On the comedic game show "Billy on the Street," Billy Eichner ambushes passersby in New York City with trivia questions about pop culture.

South Western High School graduate Alex Tracy spent a couple months working the undesirable job of ambushing the unsuspecting pedestrians a second time, requesting they sign a release form to appear on the television show.

"One time I chased a woman into a hardware store," Tracy said, brimming with laughter. "She kept saying no. Then she threatened to call the police so I had to stop."

It's safe to say Tracy's life in the Big Apple is a far cry from the quiet life he had growing up around Hanover.

Tracy, 26, is making a name for himself in the visual effects industry as an associate producer for Method Studios, an international visual effects company in New York City. Since joining the creative group's team in 2014, Tracy has worked on several major commercial projects, serving clients such as Revlon, Papa John's Pizza and Coca Cola.

"I like the pace of the work and keeping busy, he said. "I hate when I don't have anything to do or I'm not working. My job really keeps me busy. I like going behind the scenes as well. Before I started working here I never knew how the entertainment/commercial world worked. It's really interesting to see the process everything goes through."

Tracy's active involvement in the arts at South Western High School helped shape his career path. He participated in choir, plays and musicals.

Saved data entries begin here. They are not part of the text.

//! Keyword-based task classification.
//!
//! Maps a free-text description plus file hints onto one of the task-type
//! labels. Each label owns a keyword vocabulary; matches are counted on word
//! boundaries and file hints add fixed boosts. The winning label must hold at
//! least `confidence_floor` of the total score, otherwise the request is
//! classified as `general`.

use serde::{Deserialize, Serialize};
use tracing::debug;

use crate::domain::errors::{DomainError, DomainResult};
use crate::domain::models::{ClassifierConfig, TaskType};

/// Score added to a label for each file hint that points at it.
const FILE_HINT_BOOST: f64 = 1.5;

/// Result of classifying one request.
#[derive(Debug, Clone, PartialEq, Serialize, Deserialize)]
pub struct Classification {
    pub task_type: TaskType,
    /// Share of the total keyword score held by the winning label.
    pub confidence: f64,
    /// True when the request fell back to `general`.
    pub ambiguous: bool,
}

/// Classifies task descriptions into task-type labels.
#[derive(Debug, Clone)]
pub struct TaskClassifier {
    vocabulary: Vec<(TaskType, Vec<String>)>,
    confidence_floor: f64,
}

impl Default for TaskClassifier {
    fn default() -> Self {
        Self::new(&ClassifierConfig::default())
    }
}

fn builtin_keywords(label: &str) -> &'static [&'static str] {
    match label {
        TaskType::CODE_GENERATION => &[
            "implement", "create", "add", "build", "write", "generate", "new feature", "scaffold",
            "endpoint", "function",
        ],
        TaskType::BUG_FIX => &[
            "fix", "bug", "error", "crash", "broken", "issue", "regression", "panic", "fails",
            "failing", "exception",
        ],
        TaskType::REFACTORING => &[
            "refactor", "restructure", "clean up", "cleanup", "rename", "extract", "simplify",
            "reorganize", "deduplicate",
        ],
        TaskType::TESTING => &[
            "test", "tests", "unit test", "integration test", "coverage", "assert", "mock",
            "fixture", "spec",
        ],
        TaskType::DOCUMENTATION => &[
            "document", "documentation", "docs", "readme", "docstring", "comment", "comments",
            "changelog", "guide",
        ],
        TaskType::CODE_REVIEW => &[
            "review", "audit code", "feedback", "pull request", "pr", "code review", "critique",
        ],
        TaskType::ARCHITECTURE => &[
            "architecture", "design", "architect", "module boundaries", "system design",
            "interface", "layering", "migration plan",
        ],
        TaskType::PERFORMANCE => &[
            "performance", "optimize", "optimise", "slow", "latency", "throughput", "benchmark",
            "profile", "memory usage", "faster",
        ],
        TaskType::SECURITY => &[
            "security", "vulnerability", "cve", "auth", "authentication", "authorization",
            "injection", "xss", "secret", "encrypt", "sanitize",
        ],
        TaskType::DEVOPS => &[
            "deploy", "deployment", "ci", "pipeline", "docker", "kubernetes", "k8s", "terraform",
            "helm", "github actions", "infrastructure", "release",
        ],
        _ => &[],
    }
}

/// Lowercase word tokens joined by single spaces, padded on both ends so
/// that phrase lookups match on word boundaries.
fn normalize(text: &str) -> String {
    let tokens: Vec<String> = text
        .split(|c: char| !c.is_alphanumeric())
        .filter(|t| !t.is_empty())
        .map(str::to_lowercase)
        .collect();
    format!(" {} ", tokens.join(" "))
}

/// Labels a single file hint points at.
fn hint_labels(hint: &str) -> Vec<&'static str> {
    let lower = hint.to_lowercase();
    let file_name = lower.rsplit('/').next().unwrap_or(&lower);
    let mut labels = Vec::new();

    if lower.contains("/tests/")
        || lower.starts_with("tests/")
        || file_name.contains("_test.")
        || file_name.contains(".test.")
        || file_name.contains(".spec.")
        || file_name.starts_with("test_")
    {
        labels.push(TaskType::TESTING);
    }
    if file_name.ends_with(".md") || file_name.ends_with(".rst") || lower.starts_with("docs/") {
        labels.push(TaskType::DOCUMENTATION);
    }
    if file_name == "dockerfile"
        || file_name.ends_with(".tf")
        || lower.contains(".github/workflows")
        || file_name.starts_with("docker-compose")
        || lower.contains("/helm/")
    {
        labels.push(TaskType::DEVOPS);
    }
    if file_name.contains("bench") {
        labels.push(TaskType::PERFORMANCE);
    }
    labels
}

impl TaskClassifier {
    pub fn new(config: &ClassifierConfig) -> Self {
        let mut vocabulary: Vec<(TaskType, Vec<String>)> = TaskType::BUILTIN
            .iter()
            .filter(|label| **label != TaskType::GENERAL)
            .map(|label| {
                let words = builtin_keywords(label)
                    .iter()
                    .map(|k| normalize(k))
                    .collect();
                (TaskType::from(*label), words)
            })
            .collect();

        for (label, extra) in &config.extra_keywords {
            let normalized: Vec<String> = extra.iter().map(|k| normalize(k)).collect();
            match vocabulary.iter_mut().find(|(t, _)| t.as_str() == label) {
                Some((_, words)) => words.extend(normalized),
                None => vocabulary.push((TaskType::new(label.clone()), normalized)),
            }
        }

        Self {
            vocabulary,
            confidence_floor: config.confidence_floor,
        }
    }

    /// All labels this classifier can produce, `general` included.
    pub fn labels(&self) -> Vec<TaskType> {
        let mut labels: Vec<TaskType> = self.vocabulary.iter().map(|(t, _)| t.clone()).collect();
        labels.push(TaskType::general());
        labels
    }

    /// Raw per-label scores in vocabulary order.
    pub fn scores(&self, description: &str, file_hints: &[String]) -> Vec<(TaskType, f64)> {
        let text = normalize(description);
        let hinted: Vec<&'static str> = file_hints.iter().flat_map(|h| hint_labels(h)).collect();

        self.vocabulary
            .iter()
            .map(|(label, words)| {
                let keyword_hits = words
                    .iter()
                    .filter(|w| !w.trim().is_empty() && text.contains(w.as_str()))
                    .count() as f64;
                let boost = hinted.iter().filter(|h| **h == label.as_str()).count() as f64
                    * FILE_HINT_BOOST;
                (label.clone(), keyword_hits + boost)
            })
            .collect()
    }

    /// Classify, reporting `ClassificationAmbiguous` when no label clears the
    /// confidence floor.
    pub fn try_classify(
        &self,
        description: &str,
        file_hints: &[String],
    ) -> DomainResult<Classification> {
        let scores = self.scores(description, file_hints);
        let total: f64 = scores.iter().map(|(_, s)| s).sum();

        // First label in vocabulary order wins ties.
        let mut best: Option<&(TaskType, f64)> = None;
        for candidate in &scores {
            if best.is_none_or(|b| candidate.1 > b.1) {
                best = Some(candidate);
            }
        }

        let (best_label, best_score) = match best {
            Some((label, score)) if *score > 0.0 => (label.clone(), *score),
            _ => {
                return Err(DomainError::ClassificationAmbiguous {
                    best_label: TaskType::GENERAL.to_string(),
                    confidence: 0.0,
                })
            }
        };

        let confidence = best_score / total;
        if confidence < self.confidence_floor {
            return Err(DomainError::ClassificationAmbiguous {
                best_label: best_label.to_string(),
                confidence,
            });
        }

        Ok(Classification {
            task_type: best_label,
            confidence,
            ambiguous: false,
        })
    }

    /// Classify, degrading to `general` on ambiguity.
    pub fn classify(&self, description: &str, file_hints: &[String]) -> Classification {
        match self.try_classify(description, file_hints) {
            Ok(classification) => classification,
            Err(err) => {
                let confidence = match &err {
                    DomainError::ClassificationAmbiguous { confidence, .. } => *confidence,
                    _ => 0.0,
                };
                debug!(error = %err, "Falling back to general task type");
                Classification {
                    task_type: TaskType::general(),
                    confidence,
                    ambiguous: true,
                }
            }
        }
    }
}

"I felt very close to it, and I took it very seriously, probably too seriously," he said. "It taught me how to be responsible for myself."

Chair of the music department Erika McKee was Tracy's favorite teacher and a significant mentor in his life.

"She was the perfect balance of the caring supportive type who you could go to for advice, but she also never suffered fools," he said. "She wouldn't put up with anyone's nonsense. I look back and I think she may be who I model my producing manners after."

McKee described Tracy as big-hearted, reliable and willing to try anything.

"He was a great risk-taker," she said.

After graduating in 2007, Tracy studied cinema and digital arts at Point Park University in downtown Pittsburgh with a focus on producing and screenwriting. He earned his diploma in 2011 and stuck around the city for a year producing short films and performing at the Steel City Improv Theater.

In 2012, he took the leap to the Big Apple. He worked at visual effects agency Framestore, where he served as a "runner," answering phones and fetching coffee for staff. He also worked as a facilities coordinator. The many connections he forged with employees who left for opportunities elsewhere helped him land his position at Method Studios.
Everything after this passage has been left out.